ROTTERDAM, Netherlands, June 13, 2008 (AFP) - Bold, confident, sexy and never demure; the lingerie of Dutch designer Marlies Dekkers adorns the Rotterdam Kunsthal art gallery to mark 15 years of an illustrious career.


Dutch fashion designer Addy van den Krommenacker
Photo Danilo Krstanovic/Reuters

Black dominates the collection on display in a two-month exhibition, with hardly a spot of white or touch of colour to break the contrast against the artificial, pale mannequin skin.

But the most striking constant, the signature on the majority of the g-strings, guepieres (a type of corset) and bras she designs: the straps.

One, two, sometimes three straps cross a breast, creep around a neck, snake across a hip...

It is Dekkers' distinctive seal -- having characterised her collections throughout the years.

"I tell the same story repeatedly. There is nothing wrong with that," she told reporters at the opening of the exhibition.

Her lingerie, said the designer, "is perfectly adapted to the female body." And why change that, "since that is what pleases them?"

Having started 15 years ago with a grant from the Dutch ministry of economic affairs, it took hard work and a lot of persistence to get Dekkers to where she is today, having built up a niche empire of nine boutiques from Rotterdam in her mother country to Paris and New York.

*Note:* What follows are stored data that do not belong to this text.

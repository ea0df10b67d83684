//! # Generation
//!
//! Producing interpreter data for a grammar, either by running the ANTLR tool or
//! with the built-in ATN construction, and loading it back from `.interp` files.
//!
//! ```text
//! GrammarContext ──tool / builder──▶ <output_dir>/<Name>.interp
//!                                    <output_dir>/<Name>Lexer.interp (combined)
//!                ◀──────load──────── InterpreterData
//! ```
//!
//! The workspace drives the order (dependencies first) and stores the loaded data
//! on each context. Random sentence generation over loaded data lives in
//! [`sentence`].

pub mod sentence;

use std::ffi::OsString;
use std::io::ErrorKind;
use std::path::{Path, PathBuf};

use serde::{Deserialize, Serialize};
use tokio::process::Command;
use tracing::{debug, warn};

use crate::atn::{BuiltGrammar, InterpreterData};
use crate::context::GrammarContext;
use crate::error::{GrammarError, Result};
use crate::parser::GrammarType;
use crate::semantic::{Diagnostic, codes, mutually_left_recursive};

pub use sentence::{SentenceGenerationOptions, SentenceGenerator};

/// Name of the output directory used when the caller gives none, relative to
/// the grammar's own directory.
pub const DEFAULT_OUTPUT_DIR: &str = ".antlr";

// ============================================================================
// OPTIONS
// ============================================================================

/// Options for one generation run.
#[derive(Debug, Clone, Default, PartialEq, Eq, Serialize, Deserialize)]
#[serde(rename_all = "camelCase", default)]
pub struct GenerationOptions {
    /// Where generated files go. Defaults to `.antlr` next to the grammar.
    pub output_dir: Option<PathBuf>,
    /// Target language for code generation (`Java`, `Cpp`, ...)
    pub language: Option<String>,
    /// Package or namespace for generated code
    pub package: Option<String>,
    pub listeners: bool,
    pub visitors: bool,
    /// Only load existing interpreter data, never run the tool
    pub load_only: bool,
    /// Tool jar to use instead of the configured one
    pub alternate_jar: Option<PathBuf>,
    /// Raw arguments passed through to the tool
    pub additional_parameters: Vec<String>,
}

impl GenerationOptions {
    /// The output directory for a grammar at `grammar`.
    pub fn output_dir_for(&self, grammar: &Path) -> PathBuf {
        match &self.output_dir {
            Some(dir) => dir.clone(),
            None => grammar
                .parent()
                .unwrap_or_else(|| Path::new("."))
                .join(DEFAULT_OUTPUT_DIR),
        }
    }
}

/// How to run the external ANTLR tool.
#[derive(Debug, Clone, PartialEq, Eq, Serialize, Deserialize)]
#[serde(rename_all = "camelCase", default)]
pub struct ToolConfig {
    /// The Java executable
    pub java: PathBuf,
    /// The ANTLR complete jar. Without one the built-in ATN construction is used.
    pub jar: Option<PathBuf>,
}

impl Default for ToolConfig {
    fn default() -> Self {
        Self {
            java: PathBuf::from("java"),
            jar: None,
        }
    }
}

impl ToolConfig {
    /// The jar to run for `options`, if any.
    pub fn jar_for<'a>(&'a self, options: &'a GenerationOptions) -> Option<&'a Path> {
        options.alternate_jar.as_deref().or(self.jar.as_deref())
    }
}

// ============================================================================
// EXTERNAL TOOL
// ============================================================================

/// Command line arguments for running the tool on `files`.
pub fn tool_arguments(
    jar: &Path,
    options: &GenerationOptions,
    output_dir: &Path,
    files: &[PathBuf],
) -> Vec<OsString> {
    let mut arguments: Vec<OsString> = vec![
        "-jar".into(),
        jar.into(),
        "-o".into(),
        output_dir.into(),
    ];
    if let Some(language) = &options.language {
        arguments.push(format!("-Dlanguage={language}").into());
    }
    if let Some(package) = &options.package {
        arguments.push("-package".into());
        arguments.push(package.into());
    }
    arguments.push((if options.listeners { "-listener" } else { "-no-listener" }).into());
    arguments.push((if options.visitors { "-visitor" } else { "-no-visitor" }).into());
    arguments.push("-Xexact-output-dir".into());
    arguments.extend(options.additional_parameters.iter().map(OsString::from));
    arguments.extend(files.iter().map(OsString::from));
    arguments
}

/// Runs the tool and waits for it. A non-zero exit or any `error(...)` line on
/// stderr fails with the tool's own text.
pub async fn run_tool(
    tool: &ToolConfig,
    jar: &Path,
    options: &GenerationOptions,
    output_dir: &Path,
    files: &[PathBuf],
) -> Result<()> {
    tokio::fs::create_dir_all(output_dir).await?;
    let arguments = tool_arguments(jar, options, output_dir, files);
    debug!(java = %tool.java.display(), ?arguments, "running ANTLR tool");

    let output = Command::new(&tool.java).args(&arguments).output().await?;
    let stderr = String::from_utf8_lossy(&output.stderr);
    if output.status.success() && !stderr.contains("error(") {
        return Ok(());
    }

    let message = if stderr.trim().is_empty() {
        String::from_utf8_lossy(&output.stdout).trim().to_string()
    } else {
        stderr.trim().to_string()
    };
    warn!(status = ?output.status.code(), %message, "ANTLR tool failed");
    Err(GrammarError::tool(message))
}

// ============================================================================
// INTERPRETER DATA FILES
// ============================================================================

/// Locations of the `.interp` files of one grammar.
#[derive(Debug, Clone, PartialEq, Eq)]
pub struct InterpPaths {
    pub parser: Option<PathBuf>,
    pub lexer: Option<PathBuf>,
}

impl InterpPaths {
    /// Lexer grammars write `<Name>.interp` as lexer data, parser grammars write it
    /// as parser data, combined grammars write both with a `Lexer` suffix for the
    /// implicit lexer.
    pub fn new(name: &str, grammar_type: GrammarType, output_dir: &Path) -> Self {
        let own = output_dir.join(format!("{name}.interp"));
        match grammar_type {
            GrammarType::Lexer => Self {
                parser: None,
                lexer: Some(own),
            },
            GrammarType::Parser => Self {
                parser: Some(own),
                lexer: None,
            },
            GrammarType::Combined => Self {
                parser: Some(own),
                lexer: Some(output_dir.join(format!("{name}Lexer.interp"))),
            },
        }
    }

    pub fn of(context: &GrammarContext, output_dir: &Path) -> Self {
        Self::new(context.grammar_name(), context.grammar_type(), output_dir)
    }
}

/// Writes built interpreter data as `.interp` files. Returns the written paths.
pub async fn write_interpreter_data(
    built: &BuiltGrammar,
    paths: &InterpPaths,
) -> Result<Vec<PathBuf>> {
    let mut written = Vec::new();
    for (path, data) in [
        (&paths.parser, built.parser.as_ref()),
        (&paths.lexer, built.lexer.as_ref()),
    ] {
        let (Some(path), Some(data)) = (path, data) else {
            continue;
        };
        if let Some(dir) = path.parent() {
            tokio::fs::create_dir_all(dir).await?;
        }
        tokio::fs::write(path, data.to_interp_string()).await?;
        debug!(path = %path.display(), rules = data.rule_names.len(), "wrote interpreter data");
        written.push(path.clone());
    }
    Ok(written)
}

/// Reads the `.interp` files that exist. Missing files yield `None`; malformed
/// ones fail.
pub async fn load_interpreter_data(
    paths: &InterpPaths,
) -> Result<(Option<InterpreterData>, Option<InterpreterData>)> {
    Ok((read_interp(paths.parser.as_deref()).await?, read_interp(paths.lexer.as_deref()).await?))
}

async fn read_interp(path: Option<&Path>) -> Result<Option<InterpreterData>> {
    let Some(path) = path else {
        return Ok(None);
    };
    match tokio::fs::read_to_string(path).await {
        Ok(text) => InterpreterData::parse(&text, path).map(Some),
        Err(error) if error.kind() == ErrorKind::NotFound => {
            debug!(path = %path.display(), "no interpreter data");
            Ok(None)
        }
        Err(error) => Err(error.into()),
    }
}

// ============================================================================
// DIAGNOSTICS
// ============================================================================

/// Errors for rule sets the tool rejects as mutually left-recursive, one per set,
/// placed on the first rule name of the set.
pub fn left_recursion_diagnostics(context: &GrammarContext) -> Vec<Diagnostic> {
    let index = context.line_index();
    mutually_left_recursive(&context.tree())
        .into_iter()
        .filter_map(|group| {
            let first = group.first()?;
            let names = group
                .iter()
                .map(|token| token.text().to_string())
                .collect::<Vec<_>>()
                .join(", ");
            Some(
                Diagnostic::error_at(
                    &index,
                    first.text_range(),
                    format!("The following sets of rules are mutually left-recursive [{names}]"),
                )
                .with_code(codes::LEFT_RECURSION),
            )
        })
        .collect()
}

#[cfg(test)]
mod tests {
    use super::*;
    use crate::atn::build_interpreter_data;

    fn strings(arguments: Vec<OsString>) -> Vec<String> {
        arguments
            .into_iter()
            .map(|a| a.to_string_lossy().into_owned())
            .collect()
    }

    #[test]
    fn test_tool_arguments() {
        let options = GenerationOptions {
            language: Some("Cpp".into()),
            package: Some("demo".into()),
            visitors: true,
            additional_parameters: vec!["-Xlog".into()],
            ..Default::default()
        };
        let arguments = tool_arguments(
            Path::new("antlr.jar"),
            &options,
            Path::new("out"),
            &[PathBuf::from("T.g4")],
        );
        assert_eq!(
            strings(arguments),
            vec![
                "-jar",
                "antlr.jar",
                "-o",
                "out",
                "-Dlanguage=Cpp",
                "-package",
                "demo",
                "-no-listener",
                "-visitor",
                "-Xexact-output-dir",
                "-Xlog",
                "T.g4",
            ]
        );
    }

    #[test]
    fn test_alternate_jar_wins() {
        let tool = ToolConfig {
            jar: Some("configured.jar".into()),
            ..Default::default()
        };
        let mut options = GenerationOptions::default();
        assert_eq!(tool.jar_for(&options), Some(Path::new("configured.jar")));
        options.alternate_jar = Some("other.jar".into());
        assert_eq!(tool.jar_for(&options), Some(Path::new("other.jar")));
        assert_eq!(ToolConfig::default().jar_for(&GenerationOptions::default()), None);
    }

    #[test]
    fn test_default_output_dir_is_next_to_grammar() {
        let options = GenerationOptions::default();
        assert_eq!(
            options.output_dir_for(Path::new("/g/T.g4")),
            PathBuf::from("/g/.antlr")
        );
    }

    #[test]
    fn test_interp_paths_per_grammar_type() {
        let dir = Path::new("out");
        let combined = InterpPaths::new("T", GrammarType::Combined, dir);
        assert_eq!(combined.parser, Some(dir.join("T.interp")));
        assert_eq!(combined.lexer, Some(dir.join("TLexer.interp")));
        let lexer = InterpPaths::new("L", GrammarType::Lexer, dir);
        assert_eq!((lexer.parser, lexer.lexer), (None, Some(dir.join("L.interp"))));
    }

    #[test]
    fn test_generation_options_from_json() {
        let options: GenerationOptions =
            serde_json::from_str(r#"{"outputDir": "gen", "loadOnly": true}"#).unwrap();
        assert_eq!(options.output_dir, Some(PathBuf::from("gen")));
        assert!(options.load_only);
        assert!(!options.visitors);
    }

    #[tokio::test]
    async fn test_write_then_load_interpreter_data() {
        let dir = tempfile::tempdir().unwrap();
        let context = GrammarContext::new(
            dir.path().join("T.g4"),
            "grammar T;\ns: ID+;\nID: [a-z]+;\nWS: ' ' -> skip;\n",
        );
        let built = build_interpreter_data(&context.tree(), &[], None);
        let paths = InterpPaths::of(&context, dir.path());

        let written = write_interpreter_data(&built, &paths).await.unwrap();
        assert_eq!(written.len(), 2);

        let (parser, lexer) = load_interpreter_data(&paths).await.unwrap();
        assert_eq!(parser, built.parser);
        assert_eq!(lexer, built.lexer);
    }

    #[tokio::test]
    async fn test_missing_interp_files_load_as_none() {
        let dir = tempfile::tempdir().unwrap();
        let paths = InterpPaths::new("T", GrammarType::Combined, dir.path());
        let (parser, lexer) = load_interpreter_data(&paths).await.unwrap();
        assert!(parser.is_none() && lexer.is_none());
    }

    #[test]
    fn test_mutual_left_recursion_reported_once() {
        let context = GrammarContext::new("T.g4", "grammar T;\na: b 'x' | 'y';\nb: a 'z';\n");
        let diagnostics = left_recursion_diagnostics(&context);
        assert_eq!(diagnostics.len(), 1);
        assert_eq!(
            &*diagnostics[0].message,
            "The following sets of rules are mutually left-recursive [a, b]"
        );
        assert_eq!(diagnostics[0].range.start.row, 2);
    }
}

Starting her career from her top-floor apartment in Amsterdam in 1993, Dekkers managed within four years to become a supplier to 40 outlets around the world -- doing everything from the design, sewing, distribution and publicity herself.

Her real break came four years later when the Kunsthal in Rotterdam invited Dekkers to stage an exhibition -- the first of its kind in an art gallery in the world and firmly putting her on the map.

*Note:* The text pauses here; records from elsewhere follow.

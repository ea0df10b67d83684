//! Generation tests
//!
//! Tests for:
//! - Built-in `.interp` generation and reloading
//! - External tool failures
//! - Sentence generation over generated data
//! - Debugger sessions

pub mod tests_generate;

The very next year, she was invited to design a collection for a big Dutch brand, and by 2000 she had boosted her number of outlets to 300.

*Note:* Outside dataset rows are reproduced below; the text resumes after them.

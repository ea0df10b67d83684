//! Queries answered through the workspace.

use g4::ide::CompletionKind;
use g4::{LexicalRange, Position, SymbolKind, Workspace};

use crate::helpers::grammar_fixtures::*;
use crate::helpers::workspace_helpers::*;

// =============================================================================
// SYMBOLS
// =============================================================================

#[test]
fn test_lexer_rule_found_inside_its_definition() {
    let set = GrammarSet::with(&[("t.g4", UNRESOLVED)]);
    let mut workspace = Workspace::new();

    let info = workspace
        .symbol_info_at_position(set.path("t.g4"), Position::new(7, 2))
        .expect("symbol at 7:2");
    assert_eq!(info.name, "B");
    assert_eq!(info.kind, SymbolKind::LexerRule);
    let definition = info.definition.expect("definition");
    assert_eq!(definition.text, "B: 'B';");
    assert_eq!(definition.range, LexicalRange::from_coords(7, 0, 7, 6));
    // The query loaded the grammar on demand
    assert_eq!(workspace.ref_count(set.path("t.g4")), 1);
}

#[test]
fn test_derived_lists() {
    let set = GrammarSet::with(&[(
        "L.g4",
        "lexer grammar L;\nchannels { COMMENTS }\nA: 'a' {act();};\nmode M;\nB: 'b' {p()}?;\n",
    )]);
    let mut workspace = workspace_with(&set, "L.g4");
    let path = set.path("L.g4");

    assert_eq!(workspace.get_rule_list(&path), vec!["A", "B"]);
    assert_eq!(
        workspace.get_channels(&path),
        vec!["DEFAULT_TOKEN_CHANNEL", "HIDDEN", "COMMENTS"]
    );
    assert_eq!(workspace.get_modes(&path), vec!["DEFAULT_MODE", "M"]);
    assert_eq!(workspace.get_action_counts(&path).lexer_predicates, 1);
    assert_eq!(workspace.list_actions(&path).len(), 2);
    assert!(workspace.get_lexer_vocabulary(&path).is_none());
}

#[test]
fn test_workspace_symbols_span_loaded_grammars() {
    let set = GrammarSet::with(&[
        ("StatementsLexer.g4", STATEMENTS_LEXER),
        ("StatementsParser.g4", STATEMENTS_PARSER),
    ]);
    let workspace = workspace_with(&set, "StatementsParser.g4");

    let names: Vec<String> = workspace
        .workspace_symbols(Some("semi"))
        .into_iter()
        .map(|symbol| symbol.name)
        .collect();
    assert_eq!(names, vec!["Semicolon"]);
}

// =============================================================================
// DIAGNOSTICS
// =============================================================================

#[test]
fn test_unknown_token_and_channel_diagnostics() {
    let set = GrammarSet::with(&[("t.g4", UNRESOLVED)]);
    let mut workspace = workspace_with(&set, "t.g4");

    let diagnostics = workspace.get_diagnostics(set.path("t.g4"));
    assert_eq!(diagnostics.len(), 2, "{diagnostics:?}");
    assert_eq!(&*diagnostics[0].message, "Unknown token reference 'ZZ'");
    assert_eq!(diagnostics[0].range, LexicalRange::from_coords(3, 3, 3, 5));
    assert_eq!(&*diagnostics[1].message, "Unknown channel 'BLAH'");
    assert_eq!(diagnostics[1].range, LexicalRange::from_coords(8, 18, 8, 22));
    assert!(workspace.has_errors(set.path("t.g4")));
}

#[test]
fn test_token_vocabulary_satisfies_references() {
    let set = GrammarSet::with(&[
        ("StatementsLexer.g4", STATEMENTS_LEXER),
        ("StatementsParser.g4", STATEMENTS_PARSER),
    ]);
    let mut workspace = Workspace::new();
    assert!(!workspace.has_errors(set.path("StatementsParser.g4")));
}

// =============================================================================
// REFERENCES
// =============================================================================

#[test]
fn test_reference_count_of_semicolon() {
    let set = GrammarSet::with(&[
        ("StatementsLexer.g4", STATEMENTS_LEXER),
        ("StatementsParser.g4", STATEMENTS_PARSER),
    ]);
    let mut workspace = workspace_with(&set, "StatementsParser.g4");

    assert_eq!(
        workspace.count_references(set.path("StatementsParser.g4"), "Semicolon"),
        4
    );
    // Counted from the defining lexer, through its dependent
    assert_eq!(
        workspace.count_references(set.path("StatementsLexer.g4"), "Semicolon"),
        4
    );
}

#[test]
fn test_reference_graph_includes_imported_rules() {
    let set = GrammarSet::with(&[
        ("Common.g4", COMMON_LEXER),
        ("Main.g4", "grammar Main;\nimport Common;\nr: ID s;\ns: ID;\n"),
    ]);
    let mut workspace = workspace_with(&set, "Main.g4");

    let graph = workspace.get_reference_graph(set.path("Main.g4"));
    let keys: Vec<&str> = graph.keys().map(String::as_str).collect();
    assert_eq!(keys, vec!["r", "s", "ID", "WS"]);
    assert!(graph["r"].rules.contains("s"));
    assert!(graph["r"].tokens.contains("ID"));
}

// =============================================================================
// VIEWS
// =============================================================================

#[test]
fn test_completion_offers_imported_tokens() {
    let set = GrammarSet::with(&[("Common.g4", COMMON_LEXER)]);
    let mut workspace = Workspace::new();
    let main = set.path("Main.g4");
    workspace.load_grammar(&main, Some("grammar Main;\nimport Common;\nr: I"));

    let items = workspace.get_code_completion_candidates(&main, Position::new(3, 4));
    let labels: Vec<&str> = items.iter().map(|item| &*item.label).collect();
    assert_eq!(labels, vec!["ID"]);
    assert_eq!(items[0].kind, CompletionKind::LexerToken);
}

#[test]
fn test_rrd_script_for_imported_rule() {
    let set = GrammarSet::with(&[
        ("Common.g4", COMMON_LEXER),
        ("Main.g4", "grammar Main;\nimport Common;\nr: ID+;\n"),
    ]);
    let mut workspace = workspace_with(&set, "Main.g4");

    assert_eq!(
        workspace.get_rrd_script(set.path("Main.g4"), "r").as_deref(),
        Some("ComplexDiagram(OneOrMore(Terminal('ID'))).addTo()")
    );
    assert_eq!(
        workspace.get_rrd_script(set.path("Main.g4"), "ID").as_deref(),
        Some("Diagram(OneOrMore(Terminal('[a-z]'))).addTo()")
    );
    assert!(workspace.get_rrd_script(set.path("Main.g4"), "missing").is_none());
}

#[test]
fn test_atn_graph_needs_interpreter_data() {
    let set = GrammarSet::with(&[("Calc.g4", CALC)]);
    let mut workspace = workspace_with(&set, "Calc.g4");
    assert!(workspace.get_atn_graph(set.path("Calc.g4"), "expr").is_none());
}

Today she has 1,000, and receives regular fan mail from happy clients.

Having won several awards, including the Dutch Businesswoman of the Year and the CILA Award in New York for best fashion lingerie, both in 2007, Dekkers counts among her clients such well-known singers as Christina Aguilera, Diana Ross and Kylie Minogue.

And now she returns to the Rotterdam Kunsthal, lifting a corner of the veil over the universe in which she finds her inspiration.

A hotchpotch of famous quotes and classical art pieces are used to illustrate her thinking -- from the ancient Greek philosopher Plato on love, French poet Charles Baudelaire enthusing about the garter belt, and excerpts in Dutch from French author George Bataille's novel "The Tears of Eros" displayed in flashing letters.

A table by painter Piet Mondriaan and chair by furniture designer Gerrit Rietveld, both fellow Hollanders, represent Dekkers' work in "the Dutch design", according to her spokeswoman Annabel Cnossen.

And to illustrate her erotic influences, the exhibition uses a drawing by Picasso, and oil canvasses of South African painter Marlene Dumas.

But many a visitor is left at a loss in the jumble, confused about the link between the masterpieces and the tiny fabric artworks created by Dekkers.

The artist defends her references.

"Plato, Nietzsche, Borges, Antonioni, Greenaway, Fassbinder, Botticelli: each artist or writer who said something sensible about love, about relations between the sexes or the portrayal of the (female) body, is adopted and incorporated into her thinking, and finally in her work," explained Cnossen.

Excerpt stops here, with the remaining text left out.